Directions for this task: State how many lines of the data contain the word "actions", and write nothing besides the number.

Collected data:
/// TrueLayer Payments API v3 client (payment initiation + payouts).
#[derive(Debug, Clone)]
pub struct TrueLayerClient {
    api_base_url: String,
    auth_base_url: String,
    hosted_payments_base_url: String,
    client_id: String,
    client_secret: String,
    signing_key_id: String,
    signing_private_key_pem: String,
    merchant_account_id: String,
    currency: String,
    return_uri: String,
    http: Client,
}

#[derive(Debug, Deserialize)]
struct OAuthTokenResponse {
    access_token: String,
}

impl TrueLayerClient {
    /// Whether the full credential set is present in the environment.
    pub fn is_configured() -> bool {
        required_env_present("TRUELAYER_CLIENT_ID")
            && required_env_present("TRUELAYER_CLIENT_SECRET")
            && required_env_present("TRUELAYER_SIGNING_KEY_ID")
            && (required_env_present("TRUELAYER_SIGNING_PRIVATE_KEY_PEM")
                || required_env_present("TRUELAYER_SIGNING_PRIVATE_KEY_PATH"))
            && required_env_present("TRUELAYER_MERCHANT_ACCOUNT_ID")
    }

    pub fn from_env() -> Result<Self, TrueLayerError> {
        let api_base_url = env_or_default("TRUELAYER_API_BASE_URL", DEFAULT_API_BASE_URL);
        let auth_base_url = env_or_default("TRUELAYER_AUTH_BASE_URL", DEFAULT_AUTH_BASE_URL);
        let hosted_payments_base_url = env_or_default(
            "TRUELAYER_HOSTED_PAYMENTS_BASE_URL",
            DEFAULT_HOSTED_PAYMENTS_BASE_URL,
        );
        let client_id = env_required("TRUELAYER_CLIENT_ID")?;
        let client_secret = env_required("TRUELAYER_CLIENT_SECRET")?;
        let signing_key_id = env_required("TRUELAYER_SIGNING_KEY_ID")?;
        let signing_private_key_pem = load_signing_key_pem()?;
        let merchant_account_id = env_required("TRUELAYER_MERCHANT_ACCOUNT_ID")?;
        let currency = env_or_default("TRUELAYER_CURRENCY", DEFAULT_CURRENCY).to_ascii_uppercase();
        let return_uri = env_or_default(
            "TRUELAYER_RETURN_URI",
            DEFAULT_HOSTED_PAYMENTS_RETURN_URI,
        );

        let http = Client::builder()
            .timeout(Duration::from_secs(15))
            .build()
            .map_err(|e| TrueLayerError::Request(format!("failed to build HTTP client: {e}")))?;

        Ok(Self {
            api_base_url,
            auth_base_url,
            hosted_payments_base_url,
            client_id,
            client_secret,
            signing_key_id,
            signing_private_key_pem,
            merchant_account_id,
            currency,
            return_uri,
            http,
        })
    }

    /// Descriptor for the provider listing endpoint.
    pub fn descriptor() -> ProviderDescriptor {
        ProviderDescriptor {
            id: PROVIDER_ID.to_string(),
            display_name: "TrueLayer (sandbox)".to_string(),
            currency: DEFAULT_CURRENCY.to_string(),
            configured: Self::is_configured(),
        }
    }

    /// Create an on-ramp payment and resolve the hosted-payment-page URL the
    /// user must visit to authorize it.
    pub async fn create_payment(
        &self,
        order: &OnRampOrder,
    ) -> Result<ProviderSession, TrueLayerError> {
        let provider_user = build_provider_user(&order.user_id);

        let mut metadata = serde_json::Map::new();
        metadata.insert(
            "wallet_id".to_string(),
            Value::String(order.wallet_id.clone()),
        );
        metadata.insert(
            "request_id".to_string(),
            Value::String(order.request_id.clone()),
        );
        metadata.insert(
            "amount_eur".to_string(),
            Value::String(order.amount_eur.clone()),
        );
        metadata.insert("user_id".to_string(), Value::String(order.user_id.clone()));
        if let Some(note) = &order.note {
            metadata.insert("note".to_string(), Value::String(note.clone()));
        }

        let reference = format!("sb-onramp-{}", order.request_id);
        let payload = json!({
            "amount_in_minor": order.amount_minor,
            "currency": self.currency,
            "payment_method": {
                "type": "bank_transfer",
                "provider_selection": {
                    "type": "user_selected"
                },
                "beneficiary": {
                    "type": "merchant_account",
                    "merchant_account_id": self.merchant_account_id,
                    "reference": reference
                }
            },
            "user": provider_user,
            "metadata": metadata
        });

        let response = self
            .signed_post_json("/v3/payments", PAYMENTS_SCOPE, &payload, &order.request_id)
            .await?;

        let payment_id = response
            .get("id")
            .and_then(Value::as_str)
            .ok_or_else(|| {
                TrueLayerError::InvalidResponse("missing payment id in response".to_string())
            })?
            .to_string();

        let status = response
            .get("status")
            .and_then(Value::as_str)
            .ok_or_else(|| {
                TrueLayerError::InvalidResponse("missing payment status in response".to_string())
            })?;

        let resource_token = response
            .get("resource_token")
            .and_then(Value::as_str)
            .map(str::to_string);

        let action_url = response
            .pointer("/hosted_page/uri")
            .and_then(Value::as_str)
            .map(str::to_string)
            .or_else(|| {
                response
                    .pointer("/authorization_flow/actions/next/url")
                    .and_then(Value::as_str)
                    .map(str::to_string)
            })
            .or_else(|| {
                response
                    .pointer("/authorization_flow/actions/next/uri")
                    .and_then(Value::as_str)
                    .map(str::to_string)
            })
            .or_else(|| {
                resource_token.as_ref().map(|token| {
                    build_hpp_url(
                        &self.hosted_payments_base_url,
                        &payment_id,
                        token,
                        Some(self.return_uri.as_str()),
                    )
                })
            });

        let action_url = ensure_hpp_return_uri(action_url, Some(self.return_uri.as_str()));

        Ok(ProviderSession {
            provider_reference: payment_id,
            action_url,
            status: map_payment_status(status),
        })
    }

    /// Initiate an off-ramp payout from the merchant account to the user's
    /// bank account.
    pub async fn create_payout(
        &self,
        order: &OffRampOrder,
    ) -> Result<ProviderSession, TrueLayerError> {
        let scheme_selection = resolve_payout_scheme_selection(&self.currency);

        let mut metadata = serde_json::Map::new();
        metadata.insert(
            "wallet_id".to_string(),
            Value::String(order.wallet_id.clone()),
        );
        metadata.insert(
            "request_id".to_string(),
            Value::String(order.request_id.clone()),
        );
        metadata.insert(
            "amount_eur".to_string(),
            Value::String(order.amount_eur.clone()),
        );
        metadata.insert("user_id".to_string(), Value::String(order.user_id.clone()));
        if let Some(note) = &order.note {
            metadata.insert("note".to_string(), Value::String(note.clone()));
        }

        let payload = json!({
            "amount_in_minor": order.amount_minor,
            "currency": self.currency,
            "beneficiary": {
                "type": "external_account",
                "account_holder_name": order.beneficiary_name,
                "account_identifier": {
                    "type": "iban",
                    "iban": order.beneficiary_account
                },
                "reference": format!("sb-offramp-{}", order.request_id)
            },
            "merchant_account_id": self.merchant_account_id,
            "scheme_selection": scheme_selection,
            "metadata": metadata
        });

        info!(
            request_id = %order.request_id,
            "TrueLayer create_payout: sending payout request"
        );

        let response = self
            .signed_post_json("/v3/payouts", PAYMENTS_SCOPE, &payload, &order.request_id)
            .await?;

        let payout_id = response
            .get("id")
            .and_then(Value::as_str)
            .ok_or_else(|| {
                TrueLayerError::InvalidResponse("missing payout id in response".to_string())
            })?
            .to_string();

        // Some payout create responses do not include a status field
        // immediately. Treat those as pending and rely on polling.
        let status = extract_provider_status(&response).unwrap_or("pending");

        Ok(ProviderSession {
            provider_reference: payout_id,
            action_url: None,
            status: map_payout_status(status),
        })
    }

    /// Poll the status of an on-ramp payment.
    pub async fn fetch_payment_status(
        &self,
        provider_reference: &str,
    ) -> Result<PayoutStatusDetails, TrueLayerError> {
        let response = self
            .get_json(
                &format!("/v3/payments/{provider_reference}"),
                PAYMENTS_SCOPE,
            )
            .await?;
        let status = response
            .get("status")
            .and_then(Value::as_str)
            .ok_or_else(|| {
                TrueLayerError::InvalidResponse("missing payment status in response".to_string())
            })?;
        Ok(PayoutStatusDetails {
            status: map_payment_status(status),
            raw_status: status.to_string(),
            failure_reason: response
                .get("failure_reason")
                .and_then(Value::as_str)
                .map(str::to_string),
        })
    }

    /// Poll the status of an off-ramp payout.
    pub async fn fetch_payout_status(
        &self,
        provider_reference: &str,
    ) -> Result<PayoutStatusDetails, TrueLayerError> {
        let response = self
            .get_json(&format!("/v3/payouts/{provider_reference}"), PAYMENTS_SCOPE)
            .await?;

        let status = extract_provider_status(&response).ok_or_else(|| {
            TrueLayerError::InvalidResponse("missing payout status in response".to_string())
        })?;
        Ok(PayoutStatusDetails {
            status: map_payout_status(status),
            raw_status: status.to_string(),
            failure_reason: response
                .get("failure_reason")
                .and_then(Value::as_str)
                .map(str::to_string),
        })
    }

    async fn access_token(&self, scope: &str) -> Result<String, TrueLayerError> {
        let mut form = HashMap::new();
        form.insert("grant_type".to_string(), "client_credentials".to_string());
        form.insert("client_id".to_string(), self.client_id.clone());
        form.insert("client_secret".to_string(), self.client_secret.clone());
        form.insert("scope".to_string(), scope.to_string());

        let response = self
            .http
            .post(format!(
                "{}/connect/token",
                self.auth_base_url.trim_end_matches('/')
            ))
            .form(&form)
            .send()
            .await
            .map_err(|e| TrueLayerError::Auth(format!("token request failed: {e}")))?;

        if !response.status().is_success() {
            let status = response.status();
            let body = response.text().await.unwrap_or_default();
            return Err(TrueLayerError::Auth(format!(
                "token request returned {status}: {body}"
            )));
        }

        let token_response: OAuthTokenResponse = response
            .json()
            .await
            .map_err(|e| TrueLayerError::Auth(format!("invalid token response: {e}")))?;

        if token_response.access_token.trim().is_empty() {
            return Err(TrueLayerError::Auth(
                "token response did not include access_token".to_string(),
            ));
        }

        Ok(token_response.access_token)
    }

    async fn get_json(&self, path: &str, scope: &str) -> Result<Value, TrueLayerError> {
        let token = self.access_token(scope).await?;
        let response = self
            .http
            .get(format!(
                "{}{}",
                self.api_base_url.trim_end_matches('/'),
                path
            ))
            .header("Authorization", format!("Bearer {token}"))
            .header("Content-Type", "application/json")
            .send()
            .await
            .map_err(|e| TrueLayerError::Request(format!("GET {path} failed: {e}")))?;

        if !response.status().is_success() {
            let status = response.status();
            let body = response.text().await.unwrap_or_default();
            return Err(TrueLayerError::Request(format!(
                "GET {path} returned {status}: {body}"
            )));
        }

        response
            .json()
            .await
            .map_err(|e| TrueLayerError::InvalidResponse(format!("GET {path} invalid JSON: {e}")))
    }

    async fn signed_post_json(
        &self,
        path: &str,
        scope: &str,
        payload: &Value,
        idempotency_key: &str,
    ) -> Result<Value, TrueLayerError> {
        let token = self.access_token(scope).await?;
        let body = serde_json::to_string(payload)
            .map_err(|e| TrueLayerError::InvalidResponse(format!("serialize body failed: {e}")))?;

        let signature = sign_with_pem(
            &self.signing_key_id,
            self.signing_private_key_pem.as_bytes(),
        )
        .method(Method::Post)
        .path(path)
        .header("Idempotency-Key", idempotency_key.as_bytes())
        .body(body.as_bytes())
        .build_signer()
        .sign()
        .map_err(|e| TrueLayerError::Signing(e.to_string()))?;

        let response = self
            .http
            .post(format!(
                "{}{}",
                self.api_base_url.trim_end_matches('/'),
                path
            ))
            .header("Authorization", format!("Bearer {token}"))
            .header("Idempotency-Key", idempotency_key)
            .header("Tl-Signature", signature)
            .header("Content-Type", "application/json")
            .body(body)
            .send()
            .await
            .map_err(|e| TrueLayerError::Request(format!("POST {path} failed: {e}")))?;

        if !response.status().is_success() {
            let status = response.status();
            let body = response.text().await.unwrap_or_default();
            return Err(TrueLayerError::Request(format!(
                "POST {path} returned {status}: {body}"
            )));
        }

        response
            .json()
            .await
            .map_err(|e| TrueLayerError::InvalidResponse(format!("POST {path} invalid JSON: {e}")))
    }
}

Response for this exercise: 2